Compassionate Care Competencies need our attention
Bedside manner and communication skills are the ‘tip of the compassion iceberg’ according to Dominic O. Vachon.
In the big machine that is modern day healthcare, we have prioritised throughput, technical wizardry and the financial bottom line. In other words, we still talk a lot about compassion, but we are not walking the talk often enough.
Loss of compassionate care has been an unintended consequence of progress according to Vachon. He describes this as the technology, take the EMR for example, becoming the centrepiece that care orbits around, saying this has happened through good intention rather than anything malicious.
Nevertheless, here we are.
Compassion is the intention to stay with suffering and help relieve it. Most doctors have ample opportunity to practice compassion in their daily work. However, a depleted person, even a doctor with significant training, will find it harder to respond compassionately to another.
A doctor who is time poor, pressured by the processes they work within, disconnected to their team, resentful of missing their family due to long work hours or stress will not be able to deliver compassionate care as they might have planned. It is a downward spiral.
Compassion ought not be sentimentalised. This is much more than a feeling of empathy. Compassion is often what brought people to healthcare, a desire to relieve suffering. It is this very desire, thwarted by systemic process, that can cause disillusionment or moral injury or burnout in the doctor.
Doctors train for a long time in order to be competent and safe. They think and talk about patient safety ALL THE TIME.
This is not entirely altruistic. When a patient has been harmed, even accidentally, the doctor experiences a lot of intense and difficult to hold emotions like distress, guilt, shame, fear, sadness, disappointment. In addition, there are usually difficult conversations to have, other people’s distress and emotion to hold and respond to, potential recrimination, one or more investigations, loss of confidence, sometimes trauma and a whole lot more. Very, very few doctors seek to harm their patients or those around them.
And yet, things do go wrong, often. People are harmed by doctors. Doctors are harmed in the course of their work. Every day, doctors and their employing organisations are working hard to reduce risk to patients and to caregivers by raising competence. However, most of it is about technical competence. We have been relatively blind to the need to teach the skills of compassion to doctors. Doctors need to be competent in compassionate care too, that will also help reduce errors and mistakes. Patients and their families are our allies in this.

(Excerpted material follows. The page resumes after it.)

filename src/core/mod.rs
pub mod domain;
pub mod infrastructure;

Without competency in compassionate care, doctors continually undermine their technical efforts. For example, rostering a trainee doctor to a surgical list or an emergency room without appropriate access to supervision sets them up to be stressed, to feel unseen or uncared for and to be inept in connecting with the patients because they have too many things to worry about. Their cognitive load and emotional vulnerability leave little room for the doctor to meet the patient compassionately. They are busy managing their own needs.
To act as if competence and compassionate care are somehow separate is a nonsense. We need doctors who are competent in compassionate care so that they can deliver their other competencies effectively and consistently.

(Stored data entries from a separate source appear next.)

//! Launching, inspecting and stopping server processes.

use crate::core::domain::{
    error::{DevbaoError, DevbaoResult},
    model::{exec_environment::ExecEnvironment, settings::ReadinessSettings},
    value_object::{ProductType, is_server_binary},
};
use async_trait::async_trait;
use std::collections::HashMap;
use std::env;
use std::fs::OpenOptions;
use std::io::{ErrorKind, SeekFrom};
use std::path::{Path, PathBuf};
use std::process::Stdio;
use std::time::Duration;
use tokio::io::{AsyncReadExt, AsyncSeekExt};
use tokio::net::TcpStream;
use tokio::process::{Child, Command};
use tokio::time::{Instant, sleep};
use tracing::{debug, info, warn};

const PROCESS_TARGET: &str = "devbao::process";
const LOG_TAIL_BYTES: u64 = 16 * 1024;
const KILL_POLL_INTERVAL: Duration = Duration::from_millis(50);

/// Signals used to stop a server.
#[derive(Debug, Clone, Copy, PartialEq, Eq)]
pub enum ProcessSignal {
    Terminate,
    Kill,
}

/// Read-only view of the host's process table plus signal delivery.
///
/// Implementations report a vanished process as `ErrorKind::NotFound`.
#[cfg_attr(test, mockall::automock)]
pub trait ProcessInspector: Send + Sync {
    /// Resolves the executable backing `pid`.
    fn executable(&self, pid: u32) -> std::io::Result<PathBuf>;

    fn signal(&self, pid: u32, signal: ProcessSignal) -> std::io::Result<()>;

    /// Whether spawned servers may lock memory.
    fn is_privileged(&self) -> bool;
}

/// Inspector backed by the running operating system.
#[derive(Debug, Default, Clone, Copy)]
pub struct SystemInspector;

impl ProcessInspector for SystemInspector {
    #[cfg(target_os = "linux")]
    fn executable(&self, pid: u32) -> std::io::Result<PathBuf> {
        let link = std::fs::read_link(format!("/proc/{pid}/exe"))?;
        // A replaced binary is reported as "<path> (deleted)".
        let text = link.to_string_lossy();
        match text.strip_suffix(" (deleted)") {
            Some(stripped) => Ok(PathBuf::from(stripped)),
            None => Ok(link),
        }
    }

    #[cfg(not(target_os = "linux"))]
    fn executable(&self, _pid: u32) -> std::io::Result<PathBuf> {
        Err(std::io::Error::new(
            ErrorKind::Unsupported,
            "process executable lookup is only implemented for linux",
        ))
    }

    #[cfg(unix)]
    fn signal(&self, pid: u32, signal: ProcessSignal) -> std::io::Result<()> {
        use nix::errno::Errno;
        use nix::sys::signal::{Signal, kill};
        use nix::unistd::Pid;

        let raw = i32::try_from(pid)
            .map_err(|_| std::io::Error::new(ErrorKind::InvalidInput, "pid out of range"))?;
        let sig = match signal {
            ProcessSignal::Terminate => Signal::SIGTERM,
            ProcessSignal::Kill => Signal::SIGKILL,
        };
        match kill(Pid::from_raw(raw), sig) {
            Ok(()) => Ok(()),
            Err(Errno::ESRCH) => Err(std::io::Error::new(ErrorKind::NotFound, "no such process")),
            Err(errno) => Err(std::io::Error::from(errno)),
        }
    }

    #[cfg(not(unix))]
    fn signal(&self, _pid: u32, _signal: ProcessSignal) -> std::io::Result<()> {
        Err(std::io::Error::new(
            ErrorKind::Unsupported,
            "signals are only supported on unix",
        ))
    }

    #[cfg(unix)]
    fn is_privileged(&self) -> bool {
        nix::unistd::geteuid().is_root()
    }

    #[cfg(not(unix))]
    fn is_privileged(&self) -> bool {
        false
    }
}

/// Checks that the tracked pid still belongs to the expected server binary.
pub fn validate_running(
    inspector: &dyn ProcessInspector,
    exec: &ExecEnvironment,
) -> DevbaoResult<()> {
    if exec.pid == 0 {
        return Err(DevbaoError::NotRunning {
            pid: 0,
            reason: "no process id recorded".into(),
        });
    }

    let actual = inspector
        .executable(exec.pid)
        .map_err(|e| DevbaoError::NotRunning {
            pid: exec.pid,
            reason: format!("unable to resolve executable: {e}"),
        })?;
    let actual_name = actual
        .file_name()
        .and_then(|n| n.to_str())
        .unwrap_or_default();

    let matches = match exec.binary_name() {
        Some(expected) if !expected.is_empty() => expected == actual_name,
        _ => is_server_binary(actual_name),
    };
    if !matches {
        return Err(DevbaoError::NotRunning {
            pid: exec.pid,
            reason: format!(
                "pid now belongs to {} instead of {}",
                actual.display(),
                exec.binary.display()
            ),
        });
    }
    Ok(())
}

/// Stops the tracked process: graceful first, forceful after `grace`.
///
/// A process that is already gone, or whose pid was reused by another
/// program, counts as stopped.
pub async fn kill(
    inspector: &dyn ProcessInspector,
    exec: &ExecEnvironment,
    grace: Duration,
) -> DevbaoResult<()> {
    if exec.pid == 0 {
        return Ok(());
    }
    if let Err(e) = validate_running(inspector, exec) {
        debug!(target: PROCESS_TARGET, pid = exec.pid, error = %e, "process already stopped");
        return Ok(());
    }

    info!(target: PROCESS_TARGET, pid = exec.pid, "terminating server");
    if !deliver(inspector, exec.pid, ProcessSignal::Terminate)? {
        return Ok(());
    }

    let deadline = Instant::now() + grace;
    while Instant::now() < deadline {
        if validate_running(inspector, exec).is_err() {
            return Ok(());
        }
        sleep(KILL_POLL_INTERVAL).await;
    }

    if validate_running(inspector, exec).is_ok() {
        warn!(target: PROCESS_TARGET, pid = exec.pid, "server ignored termination, killing");
        deliver(inspector, exec.pid, ProcessSignal::Kill)?;
    }
    Ok(())
}

/// Returns `false` when the process vanished before the signal arrived.
fn deliver(inspector: &dyn ProcessInspector, pid: u32, signal: ProcessSignal) -> DevbaoResult<bool> {
    match inspector.signal(pid, signal) {
        Ok(()) => Ok(true),
        Err(e) if e.kind() == ErrorKind::NotFound => Ok(false),
        Err(source) => Err(DevbaoError::Signal { pid, source }),
    }
}

/// Resolves which server executable to launch for a product.
///
/// Each candidate binary name `<name>` may be overridden by the environment
/// variable `<NAME>_BINARY`; otherwise it is looked up on the search path.
#[derive(Debug, Clone, Default)]
pub struct BinaryResolver {
    overrides: HashMap<String, PathBuf>,
    search_path: Vec<PathBuf>,
}

impl BinaryResolver {
    pub fn new(overrides: HashMap<String, PathBuf>, search_path: Vec<PathBuf>) -> Self {
        Self {
            overrides,
            search_path,
        }
    }

    /// Snapshot of the current process environment.
    pub fn from_env() -> Self {
        let overrides = ProductType::Auto
            .binary_candidates()
            .iter()
            .filter_map(|name| {
                env::var_os(override_variable(name))
                    .filter(|v| !v.is_empty())
                    .map(|v| (name.to_string(), PathBuf::from(v)))
            })
            .collect();
        let search_path = env::var_os("PATH")
            .map(|p| env::split_paths(&p).collect())
            .unwrap_or_default();
        Self::new(overrides, search_path)
    }

    pub fn resolve(&self, product: ProductType) -> DevbaoResult<PathBuf> {
        let candidates = product.binary_candidates();
        for name in candidates {
            if let Some(path) = self.overrides.get(*name) {
                debug!(target: PROCESS_TARGET, binary = %path.display(), variable = %override_variable(name), "using binary override");
                return Ok(path.clone());
            }
            if let Some(path) = self
                .search_path
                .iter()
                .map(|dir| dir.join(name))
                .find(|path| is_executable(path))
            {
                return Ok(path);
            }
        }
        Err(DevbaoError::BinaryNotFound {
            candidates: candidates
                .iter()
                .map(|name| format!("{} or ${}", name, override_variable(name)))
                .collect(),
        })
    }
}

/// `openbao` -> `OPENBAO_BINARY`.
pub fn override_variable(binary: &str) -> String {
    format!("{}_BINARY", binary.to_ascii_uppercase())
}

#[cfg(unix)]
fn is_executable(path: &Path) -> bool {
    use std::os::unix::fs::PermissionsExt;
    std::fs::metadata(path)
        .map(|m| m.is_file() && m.permissions().mode() & 0o111 != 0)
        .unwrap_or(false)
}

#[cfg(not(unix))]
fn is_executable(path: &Path) -> bool {
    path.is_file()
}

/// Spawns a server and waits until it is reachable.
#[cfg_attr(test, mockall::automock)]
#[async_trait]
pub trait ProcessLauncher: Send + Sync {
    /// Launches `exec`, appending its output to `log_path`, and returns the pid
    /// once `exec.connection_address` accepts TCP connections.
    async fn launch(&self, exec: &ExecEnvironment, log_path: &Path) -> DevbaoResult<u32>;
}

/// Launcher that starts real operating system processes.
#[derive(Debug, Clone, Default)]
pub struct SystemLauncher {
    readiness: ReadinessSettings,
}

impl SystemLauncher {
    pub fn new(readiness: ReadinessSettings) -> Self {
        Self { readiness }
    }
}

#[async_trait]
impl ProcessLauncher for SystemLauncher {
    async fn launch(&self, exec: &ExecEnvironment, log_path: &Path) -> DevbaoResult<u32> {
        let log = OpenOptions::new()
            .create(true)
            .write(true)
            .truncate(true)
            .open(log_path)
            .map_err(|e| DevbaoError::io(log_path, e))?;
        let stderr = log.try_clone().map_err(|e| DevbaoError::io(log_path, e))?;

        let mut command = Command::new(&exec.binary);
        command
            .args(&exec.args)
            .current_dir(&exec.directory)
            .stdin(Stdio::null())
            .stdout(Stdio::from(log))
            .stderr(Stdio::from(stderr));
        // Keep the server out of the terminal's process group so that
        // interrupting a later command does not take it down.
        #[cfg(unix)]
        command.process_group(0);

        let mut child = command.spawn().map_err(|source| DevbaoError::Spawn {
            binary: exec.binary.clone(),
            source,
        })?;
        let pid = child.id().unwrap_or_default();
        info!(target: PROCESS_TARGET, pid, binary = %exec.binary.display(), address = %exec.connection_address, "spawned server");

        sleep(self.readiness.grace).await;
        let deadline = Instant::now() + self.readiness.timeout;
        loop {
            if let Some(status) = child
                .try_wait()
                .map_err(|e| DevbaoError::io(&exec.binary, e))?
            {
                return Err(DevbaoError::ProcessExited {
                    status: status.to_string(),
                    logs: read_log_tail(log_path).await,
                });
            }
            if TcpStream::connect(&exec.connection_address).await.is_ok() {
                // The address may belong to another process; ours must outlive one interval.
                sleep(self.readiness.interval).await;
                if let Some(status) = child
                    .try_wait()
                    .map_err(|e| DevbaoError::io(&exec.binary, e))?
                {
                    warn!(target: PROCESS_TARGET, pid, address = %exec.connection_address, "address answered but the spawned server exited");
                    return Err(DevbaoError::ProcessExited {
                        status: format!(
                            "{status}; {} is served by a process this launch did not start",
                            exec.connection_address
                        ),
                        logs: read_log_tail(log_path).await,
                    });
                }
                debug!(target: PROCESS_TARGET, pid, "server accepting connections");
                return Ok(pid);
            }
            if Instant::now() >= deadline {
                let logs = read_log_tail(log_path).await;
                abandon(&mut child, pid).await;
                return Err(DevbaoError::ReadinessTimeout {
                    address: exec.connection_address.clone(),
                    timeout_ms: self.readiness.timeout.as_millis(),
                    logs,
                });
            }
            sleep(self.readiness.interval).await;
        }
    }
}

/// Kills a server that never became ready, along with anything it forked.
async fn abandon(child: &mut Child, pid: u32) {
    warn!(target: PROCESS_TARGET, pid, "killing server that never became ready");
    if pid != 0 {
        kill_process_group(pid);
    }
    if let Err(e) = child.start_kill() {
        debug!(target: PROCESS_TARGET, pid, error = %e, "server already gone");
    }
    if let Err(e) = child.wait().await {
        warn!(target: PROCESS_TARGET, pid, error = %e, "unable to reap server");
    }
}

/// Servers are spawned as process group leaders, so their pid names the group.
#[cfg(unix)]
fn kill_process_group(pid: u32) {
    use nix::sys::signal::{Signal, killpg};
    use nix::unistd::Pid;

    let Ok(raw) = i32::try_from(pid) else {
        return;
    };
    if let Err(errno) = killpg(Pid::from_raw(raw), Signal::SIGKILL) {
        debug!(target: PROCESS_TARGET, pid, error = %errno, "unable to signal process group");
    }
}

#[cfg(not(unix))]
fn kill_process_group(_pid: u32) {}

/// Last part of a log file, marked when truncated or empty.
pub async fn read_log_tail(path: &Path) -> String {
    match tail(path, LOG_TAIL_BYTES).await {
        Ok((text, _)) if text.trim().is_empty() => "(no logs)".to_string(),
        Ok((text, true)) => format!("(logs truncated)\n{text}"),
        Ok((text, false)) => text,
        Err(e) => format!("(unable to read logs from {}: {e})", path.display()),
    }
}

/// Last `lines` lines of a log file.
pub async fn read_log_lines(path: &Path, lines: usize) -> DevbaoResult<String> {
    let (text, _) = match tail(path, LOG_TAIL_BYTES * 4).await {
        Ok(found) => found,
        Err(e) if e.kind() == ErrorKind::NotFound => return Ok(String::new()),
        Err(e) => return Err(DevbaoError::io(path, e)),
    };
    let all: Vec<&str> = text.lines().collect();
    let start = all.len().saturating_sub(lines);
    Ok(all[start..].join("\n"))
}

async fn tail(path: &Path, limit: u64) -> std::io::Result<(String, bool)> {
    let mut file = tokio::fs::File::open(path).await?;
    let len = file.metadata().await?.len();
    let truncated = len > limit;
    if truncated {
        file.seek(SeekFrom::Start(len - limit)).await?;
    }
    let mut bytes = Vec::new();
    file.read_to_end(&mut bytes).await?;
    Ok((String::from_utf8_lossy(&bytes).into_owned(), truncated))
}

There is a compelling case for raising the significance of compassion training in medicine. Compassionate care is integral and imperative to patient and doctor safety, wellbeing and capacity. Viewing it as nice to have or somehow inherent in all doctors, just because they have earnt the title, is limiting the potential of healthcare in all directions.
References:
S. Trzeciak & A. Mazzarelli, (2019) Compassionomics: The revolutionary scientific evidence that caring makes a difference.
D.O. Vachon, (2020) How Doctors Care: The science of compassionate and balanced caring in medicine.